The Transition Handbook: from oil dependency to local resilience
By Rob Hopkins
Chelsea Green, 2008
240 pages; $24.95 (Paperback)

Reviewed by Arianna Alexsandra Grindrod, NESEA Education Director

“Resilience is the capacity of a system to absorb disturbance and reorganize while undergoing change, so as to still retain essentially the same function, structure, identity, and feedbacks.”

The Transition Handbook is a whole-systems thinking, solutions-focused, inside-out approach on how communities can manage  peak oil and climate change. Providing templates to begin the dialogue, Hopkins makes clear that the solutions must come from within the community. This book serves as a model and a starting point to discussing building local resiliency. The Transition Handbook is comprised of three sections and should be read by people who are interested in facilitating the transition process in their community.

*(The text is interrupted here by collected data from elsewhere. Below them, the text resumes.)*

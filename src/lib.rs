//! Orrery - Interactive Solar System
//!
//! A library crate providing the orbital motion, free camera, pick-and-drag
//! and return-to-orbit components, usable headless for testing.

pub mod camera;
pub mod catalog;
pub mod config;
pub mod frame;
pub mod input;
pub mod interaction;
pub mod orbit;
pub mod orrery;
pub mod render;
pub mod scene;
pub mod types;
pub mod ui;

#[cfg(test)]
pub mod test_utils;
//! Scene graph of transformable nodes.
//!
//! The interaction core never touches meshes or materials. It moves nodes
//! around a parent/child hierarchy through the [`SceneGraph`] trait and asks
//! it for ray hits. [`SceneTree`] is the in-process implementation; the
//! render module mirrors its world transforms into Bevy entities.

use bevy::math::bounding::{BoundingSphere, RayCast3d};
use bevy::prelude::*;

/// Handle to a node in a [`SceneGraph`].
#[derive(Clone, Copy, Debug, PartialEq, Eq, Hash, PartialOrd, Ord)]
pub struct NodeId(u32);

impl NodeId {
    /// The scene root. Always present, never reparented.
    pub const ROOT: NodeId = NodeId(0);

    fn index(self) -> usize {
        self.0 as usize
    }
}

/// Errors from hierarchy manipulation.
#[derive(thiserror::Error, Debug, Clone, PartialEq)]
pub enum SceneError {
    #[error("unknown scene node {0:?}")]
    UnknownNode(NodeId),

    #[error("cannot attach {child:?} beneath its own descendant {parent:?}")]
    Cycle { child: NodeId, parent: NodeId },

    #[error("the scene root cannot be reparented")]
    RootImmovable,
}

/// A ray intersection with a pickable node.
#[derive(Clone, Copy, Debug, PartialEq)]
pub struct RayHit {
    pub node: NodeId,
    /// Distance along the ray to the first intersection.
    pub distance: f32,
    /// World-space point of the intersection.
    pub point: Vec3,
}

/// Operations the interaction core needs from a scene hierarchy.
pub trait SceneGraph {
    /// Create a node under `parent` with the given local transform.
    fn create_node(&mut self, parent: NodeId, local: Transform) -> Result<NodeId, SceneError>;

    /// Move `child` under `parent`, keeping its local transform.
    fn attach(&mut self, child: NodeId, parent: NodeId) -> Result<(), SceneError>;

    /// Move `node` under the root, keeping its world transform.
    fn detach_preserving_world(&mut self, node: NodeId) -> Result<(), SceneError>;

    /// Current parent; `None` only for the root.
    fn parent(&self, node: NodeId) -> Result<Option<NodeId>, SceneError>;

    fn local_transform(&self, node: NodeId) -> Result<Transform, SceneError>;

    fn set_local_transform(&mut self, node: NodeId, local: Transform) -> Result<(), SceneError>;

    /// Composed transform from the root down to `node`.
    fn world_transform(&self, node: NodeId) -> Result<GlobalTransform, SceneError>;

    /// Give `node` a sphere of `radius` for ray queries.
    fn set_pick_radius(&mut self, node: NodeId, radius: f32) -> Result<(), SceneError>;

    /// Intersect `ray` with the pick spheres of `candidates`, nearest first.
    ///
    /// Candidates without a pick radius, or unknown to the graph, are skipped.
    fn raycast(&self, ray: Ray3d, candidates: &[NodeId]) -> Vec<RayHit>;

    fn world_position(&self, node: NodeId) -> Result<Vec3, SceneError> {
        Ok(self.world_transform(node)?.translation())
    }

    /// Convert a point in `node`'s local space to world space.
    fn local_to_world(&self, node: NodeId, local: Vec3) -> Result<Vec3, SceneError> {
        Ok(self.world_transform(node)?.transform_point(local))
    }

    /// Place `node` at a world position, leaving its rotation and scale alone.
    fn set_world_position(&mut self, node: NodeId, world: Vec3) -> Result<(), SceneError> {
        let parent_world = match self.parent(node)? {
            Some(parent) => self.world_transform(parent)?,
            None => GlobalTransform::IDENTITY,
        };
        let mut local = self.local_transform(node)?;
        local.translation = parent_world.affine().inverse().transform_point3(world);
        self.set_local_transform(node, local)
    }
}

#[derive(Clone, Debug)]
struct SceneNode {
    parent: Option<NodeId>,
    children: Vec<NodeId>,
    local: Transform,
    pick_radius: Option<f32>,
}

impl SceneNode {
    fn new(parent: Option<NodeId>, local: Transform) -> Self {
        Self {
            parent,
            children: Vec::new(),
            local,
            pick_radius: None,
        }
    }
}

/// Arena-backed scene hierarchy.
#[derive(Resource, Clone, Debug)]
pub struct SceneTree {
    nodes: Vec<SceneNode>,
}

impl Default for SceneTree {
    fn default() -> Self {
        Self {
            nodes: vec![SceneNode::new(None, Transform::IDENTITY)],
        }
    }
}

impl SceneTree {
    pub fn new() -> Self {
        Self::default()
    }

    /// Number of nodes, root included.
    pub fn len(&self) -> usize {
        self.nodes.len()
    }

    /// Always false: the root is never removed.
    pub fn is_empty(&self) -> bool {
        self.nodes.is_empty()
    }

    pub fn children(&self, node: NodeId) -> Result<&[NodeId], SceneError> {
        Ok(&self.node(node)?.children)
    }

    fn node(&self, id: NodeId) -> Result<&SceneNode, SceneError> {
        self.nodes.get(id.index()).ok_or(SceneError::UnknownNode(id))
    }

    fn node_mut(&mut self, id: NodeId) -> Result<&mut SceneNode, SceneError> {
        self.nodes.get_mut(id.index()).ok_or(SceneError::UnknownNode(id))
    }

    fn is_ancestor_or_self(&self, ancestor: NodeId, mut node: NodeId) -> Result<bool, SceneError> {
        loop {
            if node == ancestor {
                return Ok(true);
            }
            match self.node(node)?.parent {
                Some(parent) => node = parent,
                None => return Ok(false),
            }
        }
    }

    fn reparent(&mut self, child: NodeId, parent: NodeId) -> Result<(), SceneError> {
        if child == NodeId::ROOT {
            return Err(SceneError::RootImmovable);
        }
        self.node(parent)?;
        if self.is_ancestor_or_self(child, parent)? {
            return Err(SceneError::Cycle { child, parent });
        }

        if let Some(old) = self.node(child)?.parent {
            self.node_mut(old)?.children.retain(|&c| c != child);
        }
        self.node_mut(parent)?.children.push(child);
        self.node_mut(child)?.parent = Some(parent);
        Ok(())
    }
}

impl SceneGraph for SceneTree {
    fn create_node(&mut self, parent: NodeId, local: Transform) -> Result<NodeId, SceneError> {
        self.node(parent)?;
        let id = NodeId(self.nodes.len() as u32);
        self.nodes.push(SceneNode::new(Some(parent), local));
        self.node_mut(parent)?.children.push(id);
        Ok(id)
    }

    fn attach(&mut self, child: NodeId, parent: NodeId) -> Result<(), SceneError> {
        self.reparent(child, parent)
    }

    fn detach_preserving_world(&mut self, node: NodeId) -> Result<(), SceneError> {
        let world = self.world_transform(node)?;
        self.reparent(node, NodeId::ROOT)?;
        self.node_mut(node)?.local = world.compute_transform();
        Ok(())
    }

    fn parent(&self, node: NodeId) -> Result<Option<NodeId>, SceneError> {
        Ok(self.node(node)?.parent)
    }

    fn local_transform(&self, node: NodeId) -> Result<Transform, SceneError> {
        Ok(self.node(node)?.local)
    }

    fn set_local_transform(&mut self, node: NodeId, local: Transform) -> Result<(), SceneError> {
        self.node_mut(node)?.local = local;
        Ok(())
    }

    fn world_transform(&self, node: NodeId) -> Result<GlobalTransform, SceneError> {
        let mut chain = Vec::new();
        let mut cursor = Some(node);
        while let Some(id) = cursor {
            let current = self.node(id)?;
            chain.push(current.local);
            cursor = current.parent;
        }

        Ok(chain
            .into_iter()
            .rev()
            .fold(GlobalTransform::IDENTITY, |world, local| world.mul_transform(local)))
    }

    fn set_pick_radius(&mut self, node: NodeId, radius: f32) -> Result<(), SceneError> {
        self.node_mut(node)?.pick_radius = Some(radius.max(0.0));
        Ok(())
    }

    fn raycast(&self, ray: Ray3d, candidates: &[NodeId]) -> Vec<RayHit> {
        let cast = RayCast3d::from_ray(ray, f32::MAX);

        let mut hits: Vec<RayHit> = candidates
            .iter()
            .filter_map(|&node| {
                let radius = self.node(node).ok()?.pick_radius?;
                let center = self.world_position(node).ok()?;
                let distance = cast.sphere_intersection_at(&BoundingSphere::new(center, radius))?;
                Some(RayHit {
                    node,
                    distance,
                    point: ray.get_point(distance),
                })
            })
            .collect();

        hits.sort_by(|a, b| a.distance.total_cmp(&b.distance));
        hits
    }
}
//! Test utilities for orrery interaction tests.
//!
//! Provides a ready-built solar system, screen-space helpers for aiming the
//! pointer at a body, and assertions on where bodies sit in the scene.

use bevy::prelude::*;

use crate::camera::FreeCamera;

/// Fixtures for building test scenes.
pub mod fixtures {
    use crate::orrery::Orrery;
    use crate::scene::SceneTree;

    /// The full catalog, built into a fresh scene at frame zero.
    pub fn solar_system() -> (SceneTree, Orrery) {
        let mut scene = SceneTree::new();
        let orrery = Orrery::build(&mut scene).expect("catalog should build");
        (scene, orrery)
    }
}

/// Screen position (origin top-left, y down) at which `world` appears.
///
/// Points outside the view frustum map outside the viewport rather than
/// being clamped. Points behind the camera panic.
pub fn screen_position_of(camera: &FreeCamera, world: Vec3) -> Vec2 {
    let ndc = camera
        .world_to_ndc(world)
        .expect("point should be in front of the camera");
    Vec2::new(
        (ndc.x + 1.0) * 0.5 * camera.viewport.width,
        (1.0 - ndc.y) * 0.5 * camera.viewport.height,
    )
}

/// Assertions on body placement.
pub mod assertions {
    use bevy::prelude::*;

    use crate::orrery::Orrery;
    use crate::scene::SceneGraph;
    use crate::types::{BodyIndex, MotionState};

    /// Assert two points agree to within `tolerance` on every axis.
    ///
    /// # Panics
    /// Panics with both values if they differ.
    pub fn assert_vec_near(actual: Vec3, expected: Vec3, tolerance: f32) {
        assert!(
            actual.abs_diff_eq(expected, tolerance),
            "expected {expected:?}, got {actual:?} (tolerance {tolerance})"
        );
    }

    /// Assert a body is orbiting, parented to its pivot and sitting exactly
    /// in its slot.
    pub fn assert_in_slot<S: SceneGraph>(orrery: &Orrery, scene: &S, body: BodyIndex) {
        let instance = orrery.body(body).expect("body should exist");
        assert_eq!(instance.motion, MotionState::Orbiting, "{} is not orbiting", instance.name());
        assert_eq!(
            scene.parent(instance.mesh).expect("mesh should exist"),
            Some(instance.pivot),
            "{} is not parented to its pivot",
            instance.name()
        );
        assert_eq!(
            scene
                .local_transform(instance.mesh)
                .expect("mesh should exist")
                .translation,
            instance.orbit_slot(),
            "{} is out of its slot",
            instance.name()
        );
    }
}

#[cfg(test)]
mod tests {
    use super::*;
    use crate::scene::SceneGraph;

    #[test]
    fn test_screen_position_of_origin_is_centered() {
        let camera = FreeCamera::default();
        let screen = screen_position_of(&camera, Vec3::ZERO);
        assert!(screen.abs_diff_eq(
            Vec2::new(camera.viewport.width * 0.5, camera.viewport.height * 0.5),
            1e-3
        ));
    }

    #[test]
    fn test_screen_position_round_trips_through_viewport() {
        let camera = FreeCamera::default();
        let world = Vec3::new(20.0, 0.0, 0.0);
        let ndc = camera.viewport.to_ndc(screen_position_of(&camera, world));
        assert!(ndc.abs_diff_eq(camera.world_to_ndc(world).unwrap(), 1e-5));
    }

    #[test]
    fn test_fixture_bodies_start_in_slot() {
        let (scene, orrery) = fixtures::solar_system();
        for (index, instance) in orrery.bodies().iter().enumerate() {
            assertions::assert_in_slot(&orrery, &scene, crate::types::BodyIndex(index));
            assertions::assert_vec_near(
                scene.world_position(instance.mesh).unwrap(),
                instance.orbit_slot(),
                1e-5,
            );
        }
    }
}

Part 1: “The Head” offers the facts and figures of peak oil and climate change and how both must be dealt with simultaneously. Be prepared to feel deflated and overwhelmed while informed. Move through it; grief and fear is part of the process. Breathe through it and remember you are reading this because you want to DO SOMETHING and be an agent for positive change.

Part 2: “ The Heart” goes through the process of finding inspiration– marketing peak oil as an opportunity for living more sustainably within a community’s means while creating a positive vision of the future and suggesting activities to “power-down” and navigate our way down the other side of the peak oil mountain.

Part 3:  “The Hands”, walks the reader through the process of starting a Transition Initiative and provides tips for facilitators. This section is not a how-to for the individual. It is a community initiative on taking the time to develop the social “glue” and performing concrete actionables to feel a sense of accomplishment and to foster motivation for sustainability.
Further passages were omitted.